> **WORK REQUEST**
For the word "Debug", find each line in the entries where it occurs and copy that line.

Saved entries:

Start of Block

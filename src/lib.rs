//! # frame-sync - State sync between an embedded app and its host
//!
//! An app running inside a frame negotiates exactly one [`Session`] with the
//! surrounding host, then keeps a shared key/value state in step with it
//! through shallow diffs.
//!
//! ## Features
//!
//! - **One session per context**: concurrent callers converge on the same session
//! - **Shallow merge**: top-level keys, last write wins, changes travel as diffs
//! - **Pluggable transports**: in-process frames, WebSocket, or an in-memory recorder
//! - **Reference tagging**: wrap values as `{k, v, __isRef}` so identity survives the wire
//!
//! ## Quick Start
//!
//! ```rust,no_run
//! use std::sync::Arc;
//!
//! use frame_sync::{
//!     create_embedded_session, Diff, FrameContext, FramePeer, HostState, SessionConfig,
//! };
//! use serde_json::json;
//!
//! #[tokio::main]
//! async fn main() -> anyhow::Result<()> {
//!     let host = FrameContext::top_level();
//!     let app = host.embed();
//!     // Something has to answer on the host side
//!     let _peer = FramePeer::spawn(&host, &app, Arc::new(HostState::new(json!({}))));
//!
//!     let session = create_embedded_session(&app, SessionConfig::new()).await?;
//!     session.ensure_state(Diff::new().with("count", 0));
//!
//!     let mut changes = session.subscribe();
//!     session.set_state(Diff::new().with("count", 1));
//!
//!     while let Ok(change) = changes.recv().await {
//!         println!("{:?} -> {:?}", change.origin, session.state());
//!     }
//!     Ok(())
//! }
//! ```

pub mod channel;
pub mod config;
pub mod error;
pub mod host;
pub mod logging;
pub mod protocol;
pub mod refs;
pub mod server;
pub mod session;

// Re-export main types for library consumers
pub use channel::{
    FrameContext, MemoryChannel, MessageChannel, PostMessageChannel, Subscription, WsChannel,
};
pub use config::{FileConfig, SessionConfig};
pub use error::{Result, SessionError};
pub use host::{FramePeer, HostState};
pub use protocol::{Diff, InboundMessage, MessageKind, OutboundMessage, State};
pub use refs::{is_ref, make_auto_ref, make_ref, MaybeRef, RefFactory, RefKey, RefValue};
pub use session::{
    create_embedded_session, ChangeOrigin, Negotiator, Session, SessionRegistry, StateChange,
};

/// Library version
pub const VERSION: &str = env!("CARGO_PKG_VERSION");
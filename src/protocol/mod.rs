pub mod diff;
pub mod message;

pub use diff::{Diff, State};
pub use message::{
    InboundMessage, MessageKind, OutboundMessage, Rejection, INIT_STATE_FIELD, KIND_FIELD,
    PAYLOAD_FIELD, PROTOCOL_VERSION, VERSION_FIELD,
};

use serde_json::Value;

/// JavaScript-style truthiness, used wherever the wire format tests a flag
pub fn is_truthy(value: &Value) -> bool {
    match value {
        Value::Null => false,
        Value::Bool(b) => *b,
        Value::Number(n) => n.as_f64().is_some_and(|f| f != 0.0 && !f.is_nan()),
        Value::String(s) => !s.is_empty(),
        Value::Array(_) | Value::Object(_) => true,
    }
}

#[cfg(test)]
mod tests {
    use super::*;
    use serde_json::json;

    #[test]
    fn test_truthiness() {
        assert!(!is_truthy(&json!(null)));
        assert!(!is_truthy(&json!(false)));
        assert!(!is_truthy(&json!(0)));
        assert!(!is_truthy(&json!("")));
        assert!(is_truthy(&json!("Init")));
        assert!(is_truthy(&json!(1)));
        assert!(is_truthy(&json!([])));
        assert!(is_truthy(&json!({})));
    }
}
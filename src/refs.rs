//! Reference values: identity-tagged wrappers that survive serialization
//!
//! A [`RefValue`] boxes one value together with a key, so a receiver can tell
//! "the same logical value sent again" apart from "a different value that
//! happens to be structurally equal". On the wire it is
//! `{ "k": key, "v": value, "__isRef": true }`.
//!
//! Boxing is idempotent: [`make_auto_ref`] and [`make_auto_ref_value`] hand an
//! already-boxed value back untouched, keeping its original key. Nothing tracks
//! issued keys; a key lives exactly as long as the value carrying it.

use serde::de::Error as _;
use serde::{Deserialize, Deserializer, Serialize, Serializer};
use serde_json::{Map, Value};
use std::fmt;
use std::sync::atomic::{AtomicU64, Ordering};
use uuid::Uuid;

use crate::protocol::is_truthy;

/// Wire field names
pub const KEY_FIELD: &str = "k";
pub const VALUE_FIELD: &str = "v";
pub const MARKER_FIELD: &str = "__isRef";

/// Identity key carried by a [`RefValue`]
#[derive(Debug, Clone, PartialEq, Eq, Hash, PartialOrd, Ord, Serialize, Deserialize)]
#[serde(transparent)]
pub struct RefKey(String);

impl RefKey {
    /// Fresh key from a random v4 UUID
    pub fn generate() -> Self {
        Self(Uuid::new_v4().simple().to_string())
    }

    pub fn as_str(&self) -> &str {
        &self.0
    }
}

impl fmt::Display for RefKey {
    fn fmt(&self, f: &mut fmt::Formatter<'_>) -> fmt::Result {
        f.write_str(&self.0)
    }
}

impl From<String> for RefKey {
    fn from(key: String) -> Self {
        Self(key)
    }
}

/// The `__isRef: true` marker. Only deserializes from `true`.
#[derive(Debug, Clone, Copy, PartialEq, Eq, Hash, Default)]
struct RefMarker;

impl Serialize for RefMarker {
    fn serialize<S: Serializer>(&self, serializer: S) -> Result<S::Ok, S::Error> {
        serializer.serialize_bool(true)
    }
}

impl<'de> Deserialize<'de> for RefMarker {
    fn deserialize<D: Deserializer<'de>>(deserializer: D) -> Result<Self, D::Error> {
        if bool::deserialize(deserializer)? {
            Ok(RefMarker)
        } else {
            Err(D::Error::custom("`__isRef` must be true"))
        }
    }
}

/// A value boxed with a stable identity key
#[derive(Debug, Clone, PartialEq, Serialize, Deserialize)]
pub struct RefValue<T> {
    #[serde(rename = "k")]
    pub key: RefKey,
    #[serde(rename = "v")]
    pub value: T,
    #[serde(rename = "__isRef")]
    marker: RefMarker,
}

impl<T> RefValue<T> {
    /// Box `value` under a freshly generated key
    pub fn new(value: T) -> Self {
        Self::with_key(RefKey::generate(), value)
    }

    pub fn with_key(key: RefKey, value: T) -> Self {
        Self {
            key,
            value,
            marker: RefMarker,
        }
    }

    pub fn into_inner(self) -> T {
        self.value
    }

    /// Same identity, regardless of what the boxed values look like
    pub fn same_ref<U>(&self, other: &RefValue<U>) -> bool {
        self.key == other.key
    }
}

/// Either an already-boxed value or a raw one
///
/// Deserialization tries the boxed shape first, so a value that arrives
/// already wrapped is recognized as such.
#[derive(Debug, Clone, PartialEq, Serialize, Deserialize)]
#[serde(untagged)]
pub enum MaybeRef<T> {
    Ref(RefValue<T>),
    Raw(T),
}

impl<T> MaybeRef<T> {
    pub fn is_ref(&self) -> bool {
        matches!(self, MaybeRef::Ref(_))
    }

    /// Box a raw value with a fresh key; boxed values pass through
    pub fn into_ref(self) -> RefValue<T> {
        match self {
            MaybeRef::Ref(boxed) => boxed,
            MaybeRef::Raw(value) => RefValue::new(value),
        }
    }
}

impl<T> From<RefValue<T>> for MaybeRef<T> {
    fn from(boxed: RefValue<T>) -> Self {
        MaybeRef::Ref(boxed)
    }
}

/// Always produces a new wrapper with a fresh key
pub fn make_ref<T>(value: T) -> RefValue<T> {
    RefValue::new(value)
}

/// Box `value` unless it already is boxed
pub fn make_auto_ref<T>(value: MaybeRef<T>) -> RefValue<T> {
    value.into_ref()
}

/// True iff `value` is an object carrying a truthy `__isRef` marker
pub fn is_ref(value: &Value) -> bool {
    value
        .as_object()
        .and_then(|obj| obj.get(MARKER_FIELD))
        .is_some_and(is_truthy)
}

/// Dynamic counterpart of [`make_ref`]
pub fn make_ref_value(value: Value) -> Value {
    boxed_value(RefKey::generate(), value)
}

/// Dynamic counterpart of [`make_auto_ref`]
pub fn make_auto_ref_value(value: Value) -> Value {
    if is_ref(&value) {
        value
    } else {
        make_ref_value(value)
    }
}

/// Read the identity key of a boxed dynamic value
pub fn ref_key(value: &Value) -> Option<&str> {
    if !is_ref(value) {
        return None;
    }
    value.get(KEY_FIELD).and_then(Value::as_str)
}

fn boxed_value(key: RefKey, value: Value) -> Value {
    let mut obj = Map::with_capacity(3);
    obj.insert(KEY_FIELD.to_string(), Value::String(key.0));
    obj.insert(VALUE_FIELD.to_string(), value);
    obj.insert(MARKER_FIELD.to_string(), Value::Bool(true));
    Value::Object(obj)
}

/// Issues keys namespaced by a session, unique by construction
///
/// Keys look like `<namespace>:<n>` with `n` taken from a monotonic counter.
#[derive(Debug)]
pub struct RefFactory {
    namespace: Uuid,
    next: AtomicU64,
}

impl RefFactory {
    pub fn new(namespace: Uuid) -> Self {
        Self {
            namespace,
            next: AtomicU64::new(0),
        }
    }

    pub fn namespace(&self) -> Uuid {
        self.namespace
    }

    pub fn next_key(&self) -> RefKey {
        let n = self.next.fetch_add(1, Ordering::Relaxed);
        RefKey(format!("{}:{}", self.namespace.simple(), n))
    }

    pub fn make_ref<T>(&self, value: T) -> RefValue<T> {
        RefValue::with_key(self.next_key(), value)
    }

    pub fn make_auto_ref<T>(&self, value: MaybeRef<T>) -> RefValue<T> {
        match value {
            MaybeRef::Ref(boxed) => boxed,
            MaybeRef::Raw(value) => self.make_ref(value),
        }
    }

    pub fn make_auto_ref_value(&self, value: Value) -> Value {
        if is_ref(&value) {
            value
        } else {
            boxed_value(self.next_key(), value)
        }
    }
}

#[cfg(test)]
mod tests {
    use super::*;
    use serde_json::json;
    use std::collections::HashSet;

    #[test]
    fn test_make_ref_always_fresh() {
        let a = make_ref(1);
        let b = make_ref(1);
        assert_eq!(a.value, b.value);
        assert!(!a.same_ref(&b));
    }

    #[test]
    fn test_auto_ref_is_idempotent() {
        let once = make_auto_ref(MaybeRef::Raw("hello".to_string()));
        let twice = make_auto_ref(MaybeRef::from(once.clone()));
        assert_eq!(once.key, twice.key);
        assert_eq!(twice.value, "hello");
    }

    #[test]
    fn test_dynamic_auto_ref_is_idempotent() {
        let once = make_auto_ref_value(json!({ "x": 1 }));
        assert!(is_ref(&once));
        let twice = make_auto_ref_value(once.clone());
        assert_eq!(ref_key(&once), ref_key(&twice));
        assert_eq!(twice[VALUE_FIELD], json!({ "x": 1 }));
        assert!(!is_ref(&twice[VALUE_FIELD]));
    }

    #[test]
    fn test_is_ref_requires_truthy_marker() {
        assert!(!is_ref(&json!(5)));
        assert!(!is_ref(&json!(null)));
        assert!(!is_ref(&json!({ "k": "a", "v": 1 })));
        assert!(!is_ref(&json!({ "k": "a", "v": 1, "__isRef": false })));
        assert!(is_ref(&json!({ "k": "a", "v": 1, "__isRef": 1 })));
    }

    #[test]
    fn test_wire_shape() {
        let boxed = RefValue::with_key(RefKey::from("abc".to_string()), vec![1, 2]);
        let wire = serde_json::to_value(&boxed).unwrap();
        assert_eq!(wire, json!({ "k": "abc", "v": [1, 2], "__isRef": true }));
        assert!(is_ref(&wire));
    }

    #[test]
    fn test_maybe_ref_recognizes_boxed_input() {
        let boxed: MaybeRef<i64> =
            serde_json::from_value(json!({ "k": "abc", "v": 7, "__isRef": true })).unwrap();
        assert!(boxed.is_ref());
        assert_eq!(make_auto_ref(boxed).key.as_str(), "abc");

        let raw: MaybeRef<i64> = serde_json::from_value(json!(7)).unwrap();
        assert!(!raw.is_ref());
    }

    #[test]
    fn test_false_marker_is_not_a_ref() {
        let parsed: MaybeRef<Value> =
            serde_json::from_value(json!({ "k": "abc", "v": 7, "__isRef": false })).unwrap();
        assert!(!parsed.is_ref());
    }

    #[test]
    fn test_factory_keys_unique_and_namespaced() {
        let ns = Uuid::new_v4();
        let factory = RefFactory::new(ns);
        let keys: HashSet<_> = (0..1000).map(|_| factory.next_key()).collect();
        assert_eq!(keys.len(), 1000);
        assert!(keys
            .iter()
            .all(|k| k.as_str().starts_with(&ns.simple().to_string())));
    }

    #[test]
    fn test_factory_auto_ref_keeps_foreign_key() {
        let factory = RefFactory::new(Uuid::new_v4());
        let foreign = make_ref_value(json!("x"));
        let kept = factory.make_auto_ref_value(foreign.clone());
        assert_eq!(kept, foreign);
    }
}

End of Block

> **TASK RESPONSE**
#[derive(Debug, Clone, PartialEq, Eq, Hash, PartialOrd, Ord, Serialize, Deserialize)]
#[derive(Debug, Clone, Copy, PartialEq, Eq, Hash, Default)]
#[derive(Debug, Clone, PartialEq, Serialize, Deserialize)]
#[derive(Debug, Clone, PartialEq, Serialize, Deserialize)]
#[derive(Debug)]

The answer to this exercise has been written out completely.